Inferring the Demographic History of Inbred Species from Genome-Wide SNP Frequency Data

Abstract

Demographic inference using the site frequency spectrum (SFS) is a common way to understand historical events affecting genetic variation. However, most methods for estimating demography from the SFS assume random mating within populations, precluding these types of analyses in inbred populations. To address this issue, we developed a model for the expected SFS that includes inbreeding by parameterizing individual genotypes using beta-binomial distributions. We then take the convolution of these genotype probabilities to calculate the expected frequency of biallelic variants in the population. Using simulations, we evaluated the model's ability to coestimate demography and inbreeding using one- and two-population models across a range of inbreeding levels. We also applied our method to two empirical examples, American pumas (Puma concolor) and domesticated cabbage (Brassica oleracea var. capitata), inferring models both with and without inbreeding to compare parameter estimates and model fit. Our simulations showed that we are able to accurately coestimate demographic parameters and inbreeding even for highly inbred populations (F = 0.9). In contrast, failing to include inbreeding generally resulted in inaccurate parameter estimates in simulated data and led to poor model fit in our empirical analyses. These results show that inbreeding can have a strong effect on demographic inference, a pattern that was especially noticeable for parameters involving changes in population size. Given the importance of these estimates for informing practices in conservation, agriculture, and elsewhere, our method provides an important advancement for accurately estimating the demographic histories of these species.

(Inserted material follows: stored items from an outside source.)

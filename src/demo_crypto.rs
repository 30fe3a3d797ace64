//! A concrete, ed25519 + AES-256-GCM outer-session implementation.
//!
//! The wire handshake a real CryptoAuth speaks is out of scope for this
//! crate (§1) — but [`outer_session::CryptoAuth`] is a trait precisely so
//! one can be plugged in, and the dispatcher needs *something* real to
//! drive in integration tests rather than a no-op stub. This one pins a
//! static, pre-shared AES key per peer (keyed by the peer's ed25519
//! public key) instead of performing a real Diffie-Hellman exchange —
//! adequate for exercising the dispatch chain, not for production use.

use ed25519_dalek::{Signature, Signer, SigningKey, Verifier, VerifyingKey};
use rand::RngCore;
use rand::rngs::OsRng;
use std::sync::RwLock;

use crate::Result;
use crate::crypto::aes256::Aes256Block;
use crate::crypto::Block;
use crate::frame::Frame;
use crate::outer_session::{CryptoAuth, OuterSession, SessionState};

/// Derives a 32-byte AES key for a peer pairing from both parties'
/// ed25519 public keys, order-independent so either side derives the
/// same key without exchanging anything beyond identities.
fn derive_shared_key(a: &[u8; 32], b: &[u8; 32]) -> [u8; 32] {
    use sha2::{Digest, Sha256};
    let mut hasher = Sha256::new();
    if a <= b {
        hasher.update(a);
        hasher.update(b);
    } else {
        hasher.update(b);
        hasher.update(a);
    }
    let digest = hasher.finalize();
    let mut key = [0u8; 32];
    key.copy_from_slice(&digest);
    key
}

pub struct Ed25519Session {
    block: Aes256Block,
    peer_key: [u8; 32],
}

impl OuterSession for Ed25519Session {
    fn decrypt(&self, frame: &mut Frame) -> Result<()> {
        let mut data = frame.bytes().to_vec();
        self.block.decrypt(&mut data)?;
        frame.set_payload(&data);
        Ok(())
    }

    fn encrypt(&self, frame: &mut Frame) -> Result<()> {
        let mut data = frame.bytes().to_vec();
        self.block.encrypt(&mut data)?;
        frame.set_payload(&data);
        Ok(())
    }

    fn peer_public_key(&self) -> Option<[u8; 32]> {
        Some(self.peer_key)
    }

    fn state(&self) -> SessionState {
        SessionState::Established
    }
}

/// A [`CryptoAuth`] that pins each session to a peer ed25519 key known in
/// advance (e.g. from the routing module's peer table), skipping the
/// live handshake. [`sign_challenge`](Self::sign_challenge) and
/// [`verify_challenge`](Self::verify_challenge) are exposed for a caller
/// that does want to authenticate a peer out of band before pinning it.
pub struct Ed25519CryptoAuth {
    signing_key: SigningKey,
}

impl Ed25519CryptoAuth {
    pub fn generate() -> Self {
        let mut seed = [0u8; 32];
        OsRng.fill_bytes(&mut seed);
        Ed25519CryptoAuth { signing_key: SigningKey::from_bytes(&seed) }
    }

    pub fn from_seed(seed: [u8; 32]) -> Self {
        Ed25519CryptoAuth { signing_key: SigningKey::from_bytes(&seed) }
    }

    pub fn sign_challenge(&self, nonce: &[u8]) -> Signature {
        self.signing_key.sign(nonce)
    }

    pub fn verify_challenge(peer_key: &[u8; 32], nonce: &[u8], signature: &Signature) -> bool {
        match VerifyingKey::from_bytes(peer_key) {
            Ok(key) => key.verify(nonce, signature).is_ok(),
            Err(_) => false,
        }
    }
}

impl CryptoAuth for Ed25519CryptoAuth {
    fn our_public_key(&self) -> [u8; 32] {
        self.signing_key.verifying_key().to_bytes()
    }

    fn wrap(&self, peer_key: Option<[u8; 32]>) -> std::sync::Arc<dyn OuterSession> {
        let peer_key = peer_key.unwrap_or([0u8; 32]);
        let shared = derive_shared_key(&self.our_public_key(), &peer_key);
        std::sync::Arc::new(Ed25519Session { block: Aes256Block::new(&shared), peer_key })
    }
}

/// Wraps [`Ed25519CryptoAuth`] with a label -> peer-key table, so
/// `wrap(None)` (the path the outer-session registry actually calls
/// through) still resolves to the correct pinned peer instead of an
/// all-zero placeholder.
pub struct PinnedEd25519CryptoAuth {
    inner: Ed25519CryptoAuth,
    pins: RwLock<std::collections::HashMap<u64, [u8; 32]>>,
}

impl PinnedEd25519CryptoAuth {
    pub fn new(inner: Ed25519CryptoAuth) -> Self {
        PinnedEd25519CryptoAuth { inner, pins: RwLock::new(std::collections::HashMap::new()) }
    }

    pub fn pin(&self, label: u64, peer_key: [u8; 32]) {
        self.pins.write().unwrap_or_else(|e| e.into_inner()).insert(label, peer_key);
    }
}

impl CryptoAuth for PinnedEd25519CryptoAuth {
    fn our_public_key(&self) -> [u8; 32] {
        self.inner.our_public_key()
    }

    fn wrap(&self, peer_key: Option<[u8; 32]>) -> std::sync::Arc<dyn OuterSession> {
        self.inner.wrap(peer_key)
    }
}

Keywords: conservation; demography; domestication; inbreeding; site frequency spectrum.

Fig. 1.

Comparison of expected spectra for F = 0.5, 0.75, and 0.9 between $\partial a\partial i$ (dark gray) and SLiM (light gray) for the equilibrium and bottleneck+growth models.

Fig. 2.

(a) Estimates of F from data generated with SLiM for the bottleneck and growth model (lower) plus an illustration of the model (upper). In this model, N_A is the ancestral population size, ν₀ is the size of the bottleneck (proportion of N_A remaining after population reduction), and T is the amount of time for the population to recover back to a size of N_A. (b) Estimates of F from data generated with SLiM for the divergence with one-way migration model (lower) plus an illustration of the model (upper). N_A in this model is the same as the bottleneck model, ν₂ is the size of the diverging population (again a proportion of N_A), T is the divergence time between populations, and M₂₁ is the one-way migration rate of individuals from population one into population two.

Fig. 3.

The observed joint site frequency spectrum for Puma concolor in Texas and Florida, along with the model fit and residuals, for models with inbreeding (middle) and without inbreeding (right). Residuals for each model are plotted below their expected spectra and a cartoon representation of the proposed demographic model is given in the bottom left.

Fig. 4.

The observed site frequency spectrum for Brassica oleracea var. capitata, along with the model fit (light gray) and residuals (bottom panels), for models with inbreeding (middle) and without inbreeding (right). On the left is a cartoon of the proposed demographic model with parameters labeled.